==== DATA FOR PROCESSING

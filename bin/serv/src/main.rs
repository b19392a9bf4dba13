use axum::{Router, routing::get};
use mza_api::{
    config::ApiConfig,
    metrics,
    middleware::{cors::create_cors_layer, request_id::request_id_middleware},
    state::ApiState,
};

#[tokio::main]
async fn main() -> anyhow::Result<()> {
    // Load configuration from environment variables
    dotenvy::dotenv().ok();
    let config = ApiConfig::from_env()?;

    mza_api::tracing::init_tracing(&config.env);
    let metrics_handle = metrics::init_metrics()?;

    // Initialize the application state (spawns the progress flush task)
    let state = ApiState::new(&config);

    let metrics_router = Router::new()
        .route("/metrics", get(metrics::metrics_handler))
        .with_state(metrics_handle);

    let app = mza_api::router::router()
        .with_state(state)
        .merge(metrics_router)
        .layer(axum::middleware::from_fn(metrics::track_metrics))
        .layer(axum::middleware::from_fn(request_id_middleware))
        .layer(create_cors_layer(config.allowed_origins.clone()));

    let listener = tokio::net::TcpListener::bind((config.host.as_str(), config.port)).await?;
    tracing::info!("Server running on http://{}:{}", config.host, config.port);
    axum::serve(listener, app).await?;

    Ok(())
}
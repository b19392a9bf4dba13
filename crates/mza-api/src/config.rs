use std::env;
use std::time::Duration;

/// Deployment environment, controlling log output format and filter level.
#[derive(Clone, Copy, Debug, PartialEq, Eq)]
pub enum Environment {
    Development,
    Production,
}

impl Environment {
    pub fn is_development(self) -> bool {
        matches!(self, Self::Development)
    }

    fn parse(value: &str) -> Self {
        match value.to_lowercase().as_str() {
            "production" | "prod" => Self::Production,
            _ => Self::Development,
        }
    }
}

#[derive(Clone, Debug)]
pub struct ApiConfig {
    pub host: String,
    pub port: u16,
    pub env: Environment,
    pub allowed_origins: Vec<String>,
    /// How often queued progress updates are flushed to the store.
    pub progress_flush_interval: Duration,
}

impl ApiConfig {
    /// Load configuration from environment variables. Every variable has a
    /// development-friendly default.
    pub fn from_env() -> anyhow::Result<Self> {
        let host = env::var("HOST").unwrap_or_else(|_| "0.0.0.0".to_string());
        let port = env::var("PORT")
            .unwrap_or_else(|_| "3000".to_string())
            .parse::<u16>()
            .map_err(|e| anyhow::anyhow!("invalid PORT: {e}"))?;
        let env_kind = Environment::parse(&env::var("APP_ENV").unwrap_or_default());
        let allowed_origins = env::var("ALLOWED_ORIGINS")
            .unwrap_or_else(|_| "http://localhost:8080".to_string())
            .split(',')
            .map(|s| s.trim().to_string())
            .filter(|s| !s.is_empty())
            .collect();
        let flush_secs = env::var("PROGRESS_FLUSH_SECS")
            .unwrap_or_else(|_| "5".to_string())
            .parse::<u64>()
            .map_err(|e| anyhow::anyhow!("invalid PROGRESS_FLUSH_SECS: {e}"))?;

        Ok(Self {
            host,
            port,
            env: env_kind,
            allowed_origins,
            progress_flush_interval: Duration::from_secs(flush_secs),
        })
    }
}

========

**TO DO**.
Could you print exactly the lines from the one containing "and filter level." through the last line of the records above?

**EXPECTED OUTPUT**.
/// Deployment environment, controlling log output format and filter level.
#[derive(Clone, Copy, Debug, PartialEq, Eq)]
pub enum Environment {
    Development,
    Production,
}

impl Environment {
    pub fn is_development(self) -> bool {
        matches!(self, Self::Development)
    }

    fn parse(value: &str) -> Self {
        match value.to_lowercase().as_str() {
            "production" | "prod" => Self::Production,
            _ => Self::Development,
        }
    }
}

#[derive(Clone, Debug)]
pub struct ApiConfig {
    pub host: String,
    pub port: u16,
    pub env: Environment,
    pub allowed_origins: Vec<String>,
    /// How often queued progress updates are flushed to the store.
    pub progress_flush_interval: Duration,
}

impl ApiConfig {
    /// Load configuration from environment variables. Every variable has a
    /// development-friendly default.
    pub fn from_env() -> anyhow::Result<Self> {
        let host = env::var("HOST").unwrap_or_else(|_| "0.0.0.0".to_string());
        let port = env::var("PORT")
            .unwrap_or_else(|_| "3000".to_string())
            .parse::<u16>()
            .map_err(|e| anyhow::anyhow!("invalid PORT: {e}"))?;
        let env_kind = Environment::parse(&env::var("APP_ENV").unwrap_or_default());
        let allowed_origins = env::var("ALLOWED_ORIGINS")
            .unwrap_or_else(|_| "http://localhost:8080".to_string())
            .split(',')
            .map(|s| s.trim().to_string())
            .filter(|s| !s.is_empty())
            .collect();
        let flush_secs = env::var("PROGRESS_FLUSH_SECS")
            .unwrap_or_else(|_| "5".to_string())
            .parse::<u64>()
            .map_err(|e| anyhow::anyhow!("invalid PROGRESS_FLUSH_SECS: {e}"))?;

        Ok(Self {
            host,
            port,
            env: env_kind,
            allowed_origins,
            progress_flush_interval: Duration::from_secs(flush_secs),
        })
    }
}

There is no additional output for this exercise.